Alan Muskat, Owner of “forage-to-table” event company No Taste Like Home, shares his views on living around the basis of the original diet. WNC is naturally fertile ground for foraging, and as someone who is firmly grounded in nature, his thoughts on where we get our food and how we sustain our ecosystem are explained through that noninterference lens.

CSL: What started you on this journey to help people find these treasures of the land?

AM: I did it for myself. I was out of college, not wanting a job, looking for a commune to join. I wanted out of the system. Very much like the guy in Into the Wild, who was my same age and was also basically, escaping his parents. In college, I had done three things for the first time: cooked, hiked, and discovered Taoism. All three led me to want to become more natural. Another influence was early Marxism, which was a lot about alienation — first of all, from nature. The idea — or my idea, at least — is that in a natural world, people aren’t greedy; they’re satisfied. This is the “Golden Age” many writers like Ovid refer to. And it exists, in many ways, with hunter-gatherer societies.

Eventually I realized that it’s not about going ‘backward’ but rather, about integrating the important things we’ve lost along the way. Above all, that’s the feeling that we’re relatively safe here, on Earth: that this is our home, and the whole of nature conspires to support us because we’re not just on the earth, we are the earth. This is the larger system, the ecosystem, that I no longer want to get out of. Nature includes human nature, and you throw the baby out with the bathwater when you think humans are “bad.”

I’ve come to see that it’s not about finding treasures; it’s about realizing the treasure that is all of life, even the parts we think are “wrong.” It’s romantic to think of a golden age, but like the writer AE says, “I knew the Golden Age was all about me, and it was we who had been blind to it but that it had never passed away from the world.”

CSL: Why do you think, particularly in WNC, this practice has taken off?

AM: WNC is inherently DIY, down to its geography. The Scotch-Irish moved here because of the familiar nooks and crannies where they could basically do their own thing. That’s exactly what plants do, which explains our spectacular biodiversity: the greatest, outside of the tropics, in the world. People also come to Asheville to heal, to recover from a life-destroying culture, which involves, like I said, getting more natural.

There is no natural food, by the way, except what grows in nature. Only the food that thrives in an area on its own, that is, wild food, can truly be called local or sustainable. Otherwise you will forever be pulling — or spraying — “weeds.” It’s also all “genetically-modified” by virtue of being selectively bred. We are what we eat, and we have all become domesticated — and weaker for it. When you go natural, on the other hand, it’s not just the food that’s wild and free.

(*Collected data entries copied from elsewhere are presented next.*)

//! envgrid-proxy — reaching into live workloads.
//!
//! - [`NetworkAttachment`] connects a deployment's container to the control
//!   plane's own network (and back out), with idempotent outcomes.
//! - [`RequestForwarder`] relays one HTTP request to a service inside a
//!   deployment and returns the response verbatim.

pub mod forward;
pub mod network;

pub use forward::{ForwardRequest, ForwardResponse, RequestForwarder, forward_to};
pub use network::{AttachOutcome, DetachOutcome, NetworkAttachment, container_name};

CSL: Any advice for novice foragers?

AM : DIY is DUM. The word to remember is ASK. Foraging takes practice and guidance. Like any skill, you can’t learn it from a book. Books — specifically, so-called “field guides” — are for losers: life-losers, that is. That’s what happened to the guy in Into the Wild. He thought he could go off alone with a book and survive. But the only field guide worth having is one with two legs.

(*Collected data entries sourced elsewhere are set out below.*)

//! CommandSandbox — sequential execution behind a destructive-word screen.
//!
//! Runs are either awaited in full ([`CommandSandbox::run`]) or started in
//! the background ([`CommandSandbox::spawn`]) and polled by run id. The
//! sandbox keeps at most `capacity` background runs; finished ones are
//! evicted oldest first to make room.

use std::sync::{Arc, LazyLock};

use envgrid_core::{EnvgridError, EnvgridResult, generate_id};
use envgrid_runtime::{ProcessError, ProcessRunner};
use regex::Regex;
use tokio::sync::RwLock;
use tokio::task::JoinHandle;
use tracing::{debug, error, info, warn};

use crate::record::{CommandDetails, CommandRunRecord};

/// Background runs kept when no capacity is given.
pub const DEFAULT_RUNS_CAPACITY: usize = 64;

static DESTRUCTIVE: LazyLock<Option<Regex>> =
    LazyLock::new(|| Regex::new(r"\b(rm|rmdir|unlink|shred)\b").ok());

/// Return the first command containing a destructive word.
///
/// If the screen itself is unavailable every command counts as
/// destructive, so the first one is returned.
pub fn screen<S: AsRef<str>>(commands: &[S]) -> Option<&str> {
    screen_with(DESTRUCTIVE.as_ref(), commands)
}

fn screen_with<'a, S: AsRef<str>>(re: Option<&Regex>, commands: &'a [S]) -> Option<&'a str> {
    let mut commands = commands.iter().map(|c| c.as_ref());
    match re {
        Some(re) => commands.find(|c| re.is_match(c)),
        None => {
            error!("destructive command screen unavailable, refusing every command");
            commands.next()
        }
    }
}

fn check<S: AsRef<str>>(commands: &[S]) -> EnvgridResult<()> {
    check_with(DESTRUCTIVE.as_ref(), commands)
}

fn check_with<S: AsRef<str>>(re: Option<&Regex>, commands: &[S]) -> EnvgridResult<()> {
    if commands.is_empty() {
        return Err(EnvgridError::MissingParameter("commands".to_string()));
    }
    if let Some(offending) = screen_with(re, commands) {
        warn!(command = %offending, "rejected destructive command");
        return Err(EnvgridError::CommandNotAllowed(offending.to_string()));
    }
    Ok(())
}

pub struct CommandSandbox<P: ProcessRunner> {
    runner: Arc<P>,
    runs: Arc<RwLock<Vec<(String, SandboxHandle)>>>,
    capacity: usize,
}

impl<P: ProcessRunner> Clone for CommandSandbox<P> {
    fn clone(&self) -> Self {
        Self {
            runner: self.runner.clone(),
            runs: self.runs.clone(),
            capacity: self.capacity,
        }
    }
}

impl<P: ProcessRunner> CommandSandbox<P> {
    pub fn new(runner: Arc<P>) -> Self {
        Self::with_capacity(runner, DEFAULT_RUNS_CAPACITY)
    }

    pub fn with_capacity(runner: Arc<P>, capacity: usize) -> Self {
        Self {
            runner,
            runs: Arc::new(RwLock::new(Vec::new())),
            capacity,
        }
    }

    /// Run `commands` in order and return the finished record.
    ///
    /// Fails before running anything if the list is empty or any command
    /// is destructive. A command that cannot be started at all aborts the
    /// run with `CommandExecFailure`.
    pub async fn run(&self, commands: Vec<String>) -> EnvgridResult<CommandRunRecord> {
        check(commands.as_slice())?;
        let record = Arc::new(RwLock::new(CommandRunRecord::scheduled(commands.as_slice())));
        execute(self.runner.as_ref(), &record, &commands)
            .await
            .map_err(|e| EnvgridError::exec_failed(e.to_string(), Some(Box::new(e))))?;
        Ok(record.read().await.clone())
    }

    /// Like [`CommandSandbox::run`], in a background task. Returns the run
    /// id to poll with [`CommandSandbox::record`].
    ///
    /// Fails with `CommandRunLimit` when `capacity` runs are kept and none
    /// of them has finished.
    pub async fn spawn(&self, commands: Vec<String>) -> EnvgridResult<String> {
        check(commands.as_slice())?;

        let mut runs = self.runs.write().await;
        if runs.len() >= self.capacity {
            match runs.iter().position(|(_, run)| run.is_finished()) {
                Some(oldest) => {
                    let (evicted, _) = runs.remove(oldest);
                    debug!(run_id = %evicted, "finished command run evicted");
                }
                None => {
                    warn!(capacity = self.capacity, "background command run refused");
                    return Err(EnvgridError::CommandRunLimit { max: self.capacity });
                }
            }
        }

        let record = Arc::new(RwLock::new(CommandRunRecord::scheduled(commands.as_slice())));
        let runner = self.runner.clone();
        let shared = record.clone();
        let handle = tokio::spawn(async move {
            if let Err(e) = execute(runner.as_ref(), &shared, &commands).await {
                error!(error = %e, "background command run aborted");
            }
        });

        let run_id = generate_id()?;
        info!(run_id = %run_id, "background command run started");
        runs.push((run_id.clone(), SandboxHandle { record, handle }));
        Ok(run_id)
    }

    /// Current record of a background run.
    pub async fn record(&self, run_id: &str) -> EnvgridResult<CommandRunRecord> {
        let runs = self.runs.read().await;
        match runs.iter().find(|(id, _)| id == run_id) {
            Some((_, run)) => Ok(run.snapshot().await),
            None => Err(EnvgridError::CommandRunNotFound(run_id.to_string())),
        }
    }

    /// Start one command detached from envgrid and return its pid. Nothing
    /// about it is recorded after it starts.
    pub async fn launch(&self, command: &str) -> EnvgridResult<u32> {
        if command.trim().is_empty() {
            return Err(EnvgridError::MissingParameter("command".to_string()));
        }
        check(&[command])?;
        let pid = self
            .runner
            .spawn_detached(command)
            .await
            .map_err(|e| EnvgridError::exec_failed(e.to_string(), Some(Box::new(e))))?;
        info!(pid, %command, "detached command launched");
        Ok(pid)
    }
}

/// A background run and the record it fills in.
struct SandboxHandle {
    record: Arc<RwLock<CommandRunRecord>>,
    handle: JoinHandle<()>,
}

impl SandboxHandle {
    async fn snapshot(&self) -> CommandRunRecord {
        self.record.read().await.clone()
    }

    fn is_finished(&self) -> bool {
        self.handle.is_finished()
    }
}

async fn execute<P: ProcessRunner + ?Sized>(
    runner: &P,
    record: &RwLock<CommandRunRecord>,
    commands: &[String],
) -> Result<(), ProcessError> {
    record.write().await.begin();
    info!(count = commands.len(), "command run started");

    for command in commands {
        record.write().await.begin_command(command);
        let result = runner.run_shell(command).await;

        let mut guard = record.write().await;
        match result {
            Ok(out) => {
                debug!(%command, code = out.exit_code(), "command finished");
                guard.finish_command(
                    command,
                    CommandDetails {
                        code: out.code,
                        out: out.stdout,
                        err: out.stderr,
                        pid: out.pid,
                    },
                );
            }
            Err(e) => {
                guard.finish_command(
                    command,
                    CommandDetails {
                        err: e.to_string(),
                        ..Default::default()
                    },
                );
                guard.finish();
                return Err(e);
            }
        }
    }

    let mut guard = record.write().await;
    guard.finish();
    info!(
        count = commands.len(),
        duration_secs = guard.duration_secs.unwrap_or_default(),
        "command run finished"
    );
    Ok(())
}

Foraging is not about “prepping” — getting out of a system that is destined to collapse — and being a survivalist. It’s about community transition. This is something Asheville is rich in people who realize that’s it’s not about DIY but DIT, doing it together.

CSL: Tell us about what you have coming up, event-wise.

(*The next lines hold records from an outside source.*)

//! Domain types for deployments and their live resources.

use std::collections::HashMap;

use serde::{Deserialize, Serialize};

use crate::error::{EnvgridError, EnvgridResult};

/// Normalized (lower-case) deployment identifier.
pub type DeploymentId = String;

/// Longest id accepted; ids double as directory names and compose project names.
pub const MAX_ID_LEN: usize = 63;

/// Lower-case a caller-supplied id and check that it is usable as a
/// directory name and runtime resource filter.
pub fn normalize_id(raw: &str) -> EnvgridResult<DeploymentId> {
    let id = raw.trim().to_lowercase();
    let valid = !id.is_empty()
        && id.len() <= MAX_ID_LEN
        && id
            .chars()
            .all(|c| c.is_ascii_lowercase() || c.is_ascii_digit() || c == '-' || c == '_');
    if !valid {
        return Err(EnvgridError::InvalidDeploymentId(raw.to_string()));
    }
    Ok(id)
}

/// Generate a random 32-character hex deployment id.
pub fn generate_id() -> EnvgridResult<DeploymentId> {
    let mut buf = [0u8; 16];
    getrandom::getrandom(&mut buf)
        .map_err(|e| EnvgridError::Io(std::io::Error::other(e.to_string())))?;
    Ok(hex::encode(buf))
}

/// Which workload runtime backs deployments.
#[derive(Debug, Clone, Copy, PartialEq, Eq, Serialize, Deserialize, Default)]
#[serde(rename_all = "lowercase")]
pub enum RuntimeKind {
    #[default]
    Docker,
    Kubectl,
}

/// One live runtime resource (container or pod) belonging to a deployment.
#[derive(Debug, Clone, PartialEq, Eq, Serialize, Deserialize)]
pub struct ResourceDescriptor {
    /// Runtime-assigned identifier (container id or pod uid).
    pub id: String,
    /// Resource name, e.g. `abc123_api_1` or `api-7f9c-xk2`.
    pub name: String,
    /// Runtime status text, e.g. `Up 3 minutes` or `Running`.
    pub status: String,
    /// Image the resource runs, when the runtime reports it.
    #[serde(skip_serializing_if = "Option::is_none")]
    pub image: Option<String>,
}

/// Where the manifest for a new deployment comes from.
#[derive(Debug, Clone, PartialEq)]
pub enum ManifestSource {
    /// Render a template from the templates directory. `None` fields fall
    /// back to the configured defaults.
    Template {
        template: Option<String>,
        variables: Option<String>,
    },
    /// Caller-supplied manifest text, persisted as-is.
    Raw(String),
}

/// A request to bring up a new deployment.
#[derive(Debug, Clone)]
pub struct StartRequest {
    pub source: ManifestSource,
    /// Per-request template variables.
    pub overrides: HashMap<String, String>,
    /// Caller-supplied id; a random one is generated when absent.
    pub requested_id: Option<String>,
}

/// Outcome of a successful start.
#[derive(Debug, Clone, Serialize)]
pub struct DeploymentStarted {
    pub id: DeploymentId,
    pub resources: Vec<ResourceDescriptor>,
    #[serde(skip_serializing_if = "Option::is_none")]
    pub metadata: Option<serde_json::Value>,
}

/// Summary of one active deployment.
#[derive(Debug, Clone, Serialize)]
pub struct DeploymentInfo {
    pub id: DeploymentId,
    #[serde(skip_serializing_if = "Option::is_none")]
    pub metadata: Option<serde_json::Value>,
    pub resources: Vec<ResourceDescriptor>,
    /// Seconds since the deployment directory was last written, if it exists.
    #[serde(skip_serializing_if = "Option::is_none")]
    pub age_secs: Option<u64>,
}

AM: I have tours running, by arrangement, two to five times a week. I have partnerships with Aloft, The Omni Grove Park Inn, Old Edwards Inn, The Greenbrier, and a number of local restaurants. These will all cook up whatever we find, on the spot, for free.

CSL: If there is one mantra you live by, what would that be?

AM: “It’s OK.” The essential thing I’m teaching — because it’s the one thing I have to learn — is that life is good: that the universe is a friendly place to be. Some would put that as “God exists” or “everything turns out for the best.” Wild food shows us that The Garden of Eden was and is real. Scarcity, and the fear associated with it, is an artificial creation of civilization, which I like to call “Scare City.” Life doesn’t have to be so hard, such a struggle. We don’t have to be so hard on ourselves. That’s why “it’s OK.”